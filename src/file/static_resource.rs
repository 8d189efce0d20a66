use std::collections::HashMap;
use std::fs;
use std::io::ErrorKind;
use std::num::NonZeroUsize;
use std::path::PathBuf;
use std::sync::{Arc, Mutex, PoisonError};

use http::header::{HeaderValue, CONTENT_LENGTH, CONTENT_TYPE};
use lru::LruCache;
use tracing::{debug, warn};

use super::{confined_path, fail};
use crate::context::Context;
use crate::middleware::Handler;

/// Directory resources are served from when no other is configured
pub const DEFAULT_STATIC_DIR: &str = "testdata/static";

/// Number of files the cache holds by default
pub const DEFAULT_CACHE_CAPACITY: usize = 1000;

/// Files up to this many bytes are cached by default (1 MiB)
pub const DEFAULT_MAX_FILE_SIZE: usize = 1024 * 1024;

const FALLBACK_CONTENT_TYPE: &str = "application/octet-stream";

/// Option applied by [`StaticResourceHandler::new`]
pub type StaticOption = Box<dyn FnOnce(&mut StaticResourceHandler)>;

/// Serve resources from `dir`
pub fn with_static_dir(dir: impl Into<PathBuf>) -> StaticOption {
    let dir = dir.into();
    Box::new(move |handler: &mut StaticResourceHandler| handler.dir = dir)
}

/// Replace the cache with an empty one holding at most `capacity` files
pub fn with_cache_capacity(capacity: NonZeroUsize) -> StaticOption {
    Box::new(move |handler: &mut StaticResourceHandler| {
        handler.cache = Mutex::new(LruCache::new(capacity));
    })
}

/// Largest file, in bytes, that is kept in the cache. Larger files are
/// still served, just read from disk on every request.
pub fn with_max_file_size(bytes: usize) -> StaticOption {
    Box::new(move |handler: &mut StaticResourceHandler| handler.max_file_size = bytes)
}

/// Add or override extension to content-type mappings. Extensions are given
/// without the dot.
pub fn with_extensions<I, K, V>(extensions: I) -> StaticOption
where
    I: IntoIterator<Item = (K, V)>,
    K: Into<String>,
    V: Into<String>,
{
    let extensions: Vec<(String, String)> = extensions
        .into_iter()
        .map(|(k, v)| (k.into(), v.into()))
        .collect();
    Box::new(move |handler: &mut StaticResourceHandler| {
        handler.content_types.extend(extensions);
    })
}

/// Handler serving the `:file` path parameter from a directory
///
/// The name must carry an extension; its content type comes from the
/// extension map (`jpeg`, `jpe`, `jpg`, `png` and `pdf` built in) and falls
/// back to `application/octet-stream`. Files no larger than the configured
/// maximum are cached, keyed by resolved path, and evicted least recently
/// used first. Cached files are not revalidated against the disk.
///
/// Register it on a route with a `file` parameter such as `/static/:file`.
pub struct StaticResourceHandler {
    dir: PathBuf,
    cache: Mutex<LruCache<PathBuf, Arc<Vec<u8>>>>,
    max_file_size: usize,
    content_types: HashMap<String, String>,
}

impl Default for StaticResourceHandler {
    fn default() -> Self {
        Self::new(Vec::new())
    }
}

impl StaticResourceHandler {
    /// Handler with the default directory, cache and extension map, then `options`
    pub fn new(options: Vec<StaticOption>) -> Self {
        let content_types = [
            ("jpeg", "image/jpeg"),
            ("jpe", "image/jpeg"),
            ("jpg", "image/jpeg"),
            ("png", "image/png"),
            ("pdf", "application/pdf"),
        ]
        .into_iter()
        .map(|(k, v)| (k.to_string(), v.to_string()))
        .collect();

        let mut handler = Self {
            dir: PathBuf::from(DEFAULT_STATIC_DIR),
            cache: Mutex::new(LruCache::new(
                NonZeroUsize::new(DEFAULT_CACHE_CAPACITY).unwrap_or(NonZeroUsize::MIN),
            )),
            max_file_size: DEFAULT_MAX_FILE_SIZE,
            content_types,
        };
        for option in options {
            option(&mut handler);
        }
        handler
    }

    /// Number of files currently cached
    pub fn cached_len(&self) -> usize {
        self.lock_cache().len()
    }

    pub fn handle(&self, ctx: &mut Context) {
        let name = match ctx.path_value("file") {
            Ok(v) => v.into_string(),
            Err(_) => return fail(ctx, 400, "missing file path"),
        };
        let Some(path) = confined_path(&self.dir, &name) else {
            warn!(file = %name, "Rejected static resource outside the static directory");
            return fail(ctx, 403, "illegal file path");
        };
        let Some(ext) = path.extension().and_then(|e| e.to_str()) else {
            return fail(ctx, 400, "file name needs an extension");
        };
        let content_type = self
            .content_types
            .get(ext)
            .map_or(FALLBACK_CONTENT_TYPE, String::as_str);
        let content_type = HeaderValue::from_str(content_type)
            .unwrap_or_else(|_| HeaderValue::from_static(FALLBACK_CONTENT_TYPE));

        let cached = self.lock_cache().get(&path).map(Arc::clone);
        let data = match cached {
            Some(data) => data,
            None => match fs::read(&path) {
                Ok(data) => {
                    let data = Arc::new(data);
                    if data.len() <= self.max_file_size {
                        self.lock_cache().put(path.clone(), Arc::clone(&data));
                    }
                    debug!(path = %path.display(), bytes = data.len(), "Loaded static resource");
                    data
                }
                Err(e) if e.kind() == ErrorKind::NotFound => {
                    return fail(ctx, 404, "file not found");
                }
                Err(e) => {
                    warn!(path = %path.display(), error = %e, "Failed to read static resource");
                    return fail(ctx, 500, "failed to read file");
                }
            },
        };

        ctx.resp_headers.insert(CONTENT_TYPE, content_type);
        ctx.resp_headers
            .insert(CONTENT_LENGTH, HeaderValue::from(data.len()));
        ctx.resp_status = 200;
        ctx.resp_body = data.as_ref().clone();
    }

    /// Share the handler, and its cache, as a route [`Handler`]
    pub fn into_handler(self) -> Handler {
        let this = Arc::new(self);
        Arc::new(move |ctx: &mut Context| this.handle(ctx))
    }

    fn lock_cache(&self) -> std::sync::MutexGuard<'_, LruCache<PathBuf, Arc<Vec<u8>>>> {
        self.cache.lock().unwrap_or_else(PoisonError::into_inner)
    }
}
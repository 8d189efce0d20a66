//! # Runtime Configuration Module
//!
//! [`ServerConfig`] controls how the dispatch entry point behaves. It can be
//! built in code, read from environment variables, or loaded from YAML.
//!
//! ## Environment Variables
//!
//! ### `SEGROUTE_MIDDLEWARE_SCOPE`
//!
//! `frontier` (default) or `matched_path`. See
//! [`MiddlewareScope`](crate::router::MiddlewareScope).
//!
//! ### `SEGROUTE_NOT_FOUND_BODY`
//!
//! Body written when no route matches. Default: `NOT FOUND`.
//!
//! ## YAML
//!
//! ```yaml
//! middleware_scope: matched_path
//! not_found_status: 404
//! not_found_body: "nothing here"
//! ```

use std::env;
use std::fs;
use std::path::Path;

use anyhow::{Context, Result};
use serde::Deserialize;

use crate::router::MiddlewareScope;

pub const DEFAULT_NOT_FOUND_STATUS: u16 = 404;
pub const DEFAULT_NOT_FOUND_BODY: &str = "NOT FOUND";

/// Behaviour of [`HttpServer`](crate::server::HttpServer) dispatch
#[derive(Debug, Clone, PartialEq, Eq, Deserialize)]
#[serde(default)]
pub struct ServerConfig {
    pub middleware_scope: MiddlewareScope,
    pub not_found_status: u16,
    pub not_found_body: String,
}

/// Frontier scope and a `404 NOT FOUND` response for unmatched requests
impl Default for ServerConfig {
    fn default() -> Self {
        Self {
            middleware_scope: MiddlewareScope::default(),
            not_found_status: DEFAULT_NOT_FOUND_STATUS,
            not_found_body: DEFAULT_NOT_FOUND_BODY.to_string(),
        }
    }
}

impl ServerConfig {
    /// Load configuration from environment variables, falling back to defaults.
    /// `not_found_status` has no variable and keeps its default.
    pub fn from_env() -> Self {
        let mut config = Self::default();
        if let Ok(scope) = env::var("SEGROUTE_MIDDLEWARE_SCOPE") {
            config.middleware_scope = MiddlewareScope::parse(&scope);
        }
        if let Ok(body) = env::var("SEGROUTE_NOT_FOUND_BODY") {
            config.not_found_body = body;
        }
        config
    }

    /// Parse YAML; missing keys keep their defaults
    pub fn from_yaml_str(yaml: &str) -> Result<Self> {
        serde_yaml::from_str(yaml).context("Failed to parse server config")
    }

    pub fn from_yaml_file(path: impl AsRef<Path>) -> Result<Self> {
        let path = path.as_ref();
        let raw = fs::read_to_string(path)
            .with_context(|| format!("Failed to read config file {}", path.display()))?;
        Self::from_yaml_str(&raw)
    }
}

#[cfg(test)]
mod tests {
    use super::*;

    // Serializes tests that mutate process environment variables
    static ENV_LOCK: parking_lot::Mutex<()> = parking_lot::Mutex::new(());

    #[test]
    fn test_defaults() {
        let config = ServerConfig::default();
        assert_eq!(config.middleware_scope, MiddlewareScope::Frontier);
        assert_eq!(config.not_found_status, 404);
        assert_eq!(config.not_found_body, "NOT FOUND");
    }

    #[test]
    fn test_partial_yaml_keeps_defaults() {
        let config = ServerConfig::from_yaml_str("middleware_scope: matched_path\n").unwrap();
        assert_eq!(config.middleware_scope, MiddlewareScope::MatchedPath);
        assert_eq!(config.not_found_body, "NOT FOUND");
    }

    #[test]
    fn test_from_yaml_file() {
        let dir = tempfile::tempdir().unwrap();
        let path = dir.path().join("server.yaml");
        fs::write(&path, "not_found_status: 410\nnot_found_body: gone\n").unwrap();
        let config = ServerConfig::from_yaml_file(&path).unwrap();
        assert_eq!(config.not_found_status, 410);
        assert_eq!(config.not_found_body, "gone");
    }

    #[test]
    fn test_invalid_yaml_errors() {
        assert!(ServerConfig::from_yaml_str("middleware_scope: [1, 2]").is_err());
        assert!(ServerConfig::from_yaml_file("/definitely/missing.yaml").is_err());
    }

    #[test]
    fn test_scope_parse() {
        assert_eq!(MiddlewareScope::parse("MATCHED_PATH"), MiddlewareScope::MatchedPath);
        assert_eq!(MiddlewareScope::parse("frontier"), MiddlewareScope::Frontier);
        assert_eq!(MiddlewareScope::parse("bogus"), MiddlewareScope::Frontier);
        assert_eq!(MiddlewareScope::parse("matched-path"), MiddlewareScope::MatchedPath);
        assert_eq!(MiddlewareScope::parse("path"), MiddlewareScope::Frontier);
    }

    #[test]
    fn test_from_env_overrides_defaults() {
        let _guard = ENV_LOCK.lock();
        env::set_var("SEGROUTE_MIDDLEWARE_SCOPE", "matched-path");
        env::set_var("SEGROUTE_NOT_FOUND_BODY", "no such route");
        let config = ServerConfig::from_env();
        env::remove_var("SEGROUTE_MIDDLEWARE_SCOPE");
        env::remove_var("SEGROUTE_NOT_FOUND_BODY");

        assert_eq!(config.middleware_scope, MiddlewareScope::MatchedPath);
        assert_eq!(config.not_found_body, "no such route");
        assert_eq!(config.not_found_status, DEFAULT_NOT_FOUND_STATUS);
    }

    #[test]
    fn test_from_env_without_variables() {
        let _guard = ENV_LOCK.lock();
        env::remove_var("SEGROUTE_MIDDLEWARE_SCOPE");
        env::remove_var("SEGROUTE_NOT_FOUND_BODY");
        assert_eq!(ServerConfig::from_env(), ServerConfig::default());
    }
}
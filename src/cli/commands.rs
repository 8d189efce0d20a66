use std::collections::HashMap;
use std::fs;
use std::path::{Path, PathBuf};

use anyhow::{anyhow, Context as _, Result};
use clap::{Parser, Subcommand};
use http::header::HeaderValue;
use http::Method;
use serde::{Deserialize, Serialize};

use crate::context::Context;
use crate::middleware::{chain, handler_fn, middleware_fn, Middleware};
use crate::router::{MiddlewareScope, Router};

/// Response header each labelled middleware appends its label to
pub const MIDDLEWARE_TRACE_HEADER: &str = "x-segroute-middleware";

/// Command-line interface for segroute
#[derive(Parser)]
#[command(name = "segroute")]
#[command(about = "segroute route table tools", long_about = None)]
pub struct Cli {
    #[command(subcommand)]
    pub command: Commands,
}

#[derive(Subcommand)]
pub enum Commands {
    /// Register every route in a table and report the first construction error
    Check {
        /// Path to the YAML route table
        #[arg(short, long)]
        routes: PathBuf,
    },
    /// Resolve one request against a route table and print the match as JSON
    Resolve {
        /// Path to the YAML route table
        #[arg(short, long)]
        routes: PathBuf,

        /// HTTP method of the request
        #[arg(short, long, default_value = "GET")]
        method: String,

        /// Request path, e.g. /user/42
        #[arg(short, long)]
        path: String,

        /// Middleware scope: frontier or matched_path
        #[arg(long, env = "SEGROUTE_MIDDLEWARE_SCOPE", default_value = "frontier")]
        scope: String,
    },
}

/// One entry of a route table file
#[derive(Debug, Clone, Deserialize)]
pub struct RouteEntry {
    pub method: String,
    pub path: String,
    /// Labels of route-scoped middleware, outermost first
    #[serde(default)]
    pub middleware: Vec<String>,
}

/// Route table file:
///
/// ```yaml
/// routes:
///   - method: GET
///     path: /user/:id
///     middleware: [auth]
/// ```
#[derive(Debug, Clone, Default, Deserialize)]
pub struct RouteTable {
    pub routes: Vec<RouteEntry>,
}

impl RouteTable {
    pub fn from_yaml_file(path: impl AsRef<Path>) -> Result<Self> {
        let path = path.as_ref();
        let raw = fs::read_to_string(path)
            .with_context(|| format!("Failed to read route table {}", path.display()))?;
        serde_yaml::from_str(&raw)
            .with_context(|| format!("Failed to parse route table {}", path.display()))
    }

    /// Build a router from the table, stopping at the first invalid entry
    pub fn build_router(&self, scope: MiddlewareScope) -> Result<Router> {
        let mut router = Router::with_scope(scope);
        for (i, entry) in self.routes.iter().enumerate() {
            let method = parse_method(&entry.method)?;
            let middleware = entry.middleware.iter().map(|l| labelled(l)).collect();
            router
                .add_route(method, &entry.path, handler_fn(|_| {}), middleware)
                .with_context(|| format!("route #{} ({} {})", i + 1, entry.method, entry.path))?;
        }
        Ok(router)
    }
}

#[derive(Debug, Serialize)]
pub struct CheckReport {
    pub count: usize,
    pub routes: Vec<String>,
}

#[derive(Debug, Serialize)]
pub struct ResolveReport {
    pub method: String,
    pub path: String,
    pub matched: bool,
    #[serde(skip_serializing_if = "Option::is_none")]
    pub route: Option<String>,
    pub path_params: HashMap<String, String>,
    /// Middleware labels in execution order
    pub middleware: Vec<String>,
}

fn parse_method(raw: &str) -> Result<Method> {
    Method::from_bytes(raw.to_uppercase().as_bytes())
        .map_err(|_| anyhow!("invalid HTTP method: {raw}"))
}

fn labelled(label: &str) -> Middleware {
    let label = label.to_string();
    middleware_fn(move |ctx, next| {
        if let Ok(value) = HeaderValue::from_str(&label) {
            ctx.resp_headers.append(MIDDLEWARE_TRACE_HEADER, value);
        }
        next(ctx);
    })
}

pub fn check(routes: &Path) -> Result<CheckReport> {
    let router = RouteTable::from_yaml_file(routes)?.build_router(MiddlewareScope::default())?;
    router.log_routes();
    let routes: Vec<String> = router
        .routes()
        .into_iter()
        .map(|(method, path)| format!("{method} {path}"))
        .collect();
    Ok(CheckReport {
        count: routes.len(),
        routes,
    })
}

pub fn resolve(routes: &Path, method: &str, path: &str, scope: &str) -> Result<ResolveReport> {
    let router = RouteTable::from_yaml_file(routes)?.build_router(MiddlewareScope::parse(scope))?;
    let method = parse_method(method)?;
    let mut report = ResolveReport {
        method: method.to_string(),
        path: path.to_string(),
        matched: false,
        route: None,
        path_params: HashMap::new(),
        middleware: Vec::new(),
    };

    let Some(m) = router.find_route(&method, path) else {
        return Ok(report);
    };
    let Some(handler) = m.handler.clone() else {
        return Ok(report);
    };

    let mut ctx = Context::default();
    chain(&m.middleware, handler)(&mut ctx);
    report.matched = true;
    report.route = m.route;
    report.path_params = m.path_params;
    report.middleware = ctx
        .resp_headers
        .get_all(MIDDLEWARE_TRACE_HEADER)
        .iter()
        .filter_map(|v| v.to_str().ok().map(str::to_string))
        .collect();
    Ok(report)
}

/// Run the parsed command, printing its report to stdout as JSON
pub fn run_cli(cli: Cli) -> Result<()> {
    let output = match &cli.command {
        Commands::Check { routes } => serde_json::to_string_pretty(&check(routes)?)?,
        Commands::Resolve {
            routes,
            method,
            path,
            scope,
        } => serde_json::to_string_pretty(&resolve(routes, method, path, scope)?)?,
    };
    println!("{output}");
    Ok(())
}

- [GOAL OF THE EXERCISE] From the beginning of the listing above down to the line with "pub fn with_cache_capacity(capacity: NonZeroUsize)", every line should be restated exactly.

- [ANSWER TO THE EXERCISE]
filename src/file/static_resource.rs
repository 8d189efce0d20a66
use std::collections::HashMap;
use std::fs;
use std::io::ErrorKind;
use std::num::NonZeroUsize;
use std::path::PathBuf;
use std::sync::{Arc, Mutex, PoisonError};

use http::header::{HeaderValue, CONTENT_LENGTH, CONTENT_TYPE};
use lru::LruCache;
use tracing::{debug, warn};

use super::{confined_path, fail};
use crate::context::Context;
use crate::middleware::Handler;

/// Directory resources are served from when no other is configured
pub const DEFAULT_STATIC_DIR: &str = "testdata/static";

/// Number of files the cache holds by default
pub const DEFAULT_CACHE_CAPACITY: usize = 1000;

/// Files up to this many bytes are cached by default (1 MiB)
pub const DEFAULT_MAX_FILE_SIZE: usize = 1024 * 1024;

const FALLBACK_CONTENT_TYPE: &str = "application/octet-stream";

/// Option applied by [`StaticResourceHandler::new`]
pub type StaticOption = Box<dyn FnOnce(&mut StaticResourceHandler)>;

/// Serve resources from `dir`
pub fn with_static_dir(dir: impl Into<PathBuf>) -> StaticOption {
    let dir = dir.into();
    Box::new(move |handler: &mut StaticResourceHandler| handler.dir = dir)
}

/// Replace the cache with an empty one holding at most `capacity` files
pub fn with_cache_capacity(capacity: NonZeroUsize) -> StaticOption {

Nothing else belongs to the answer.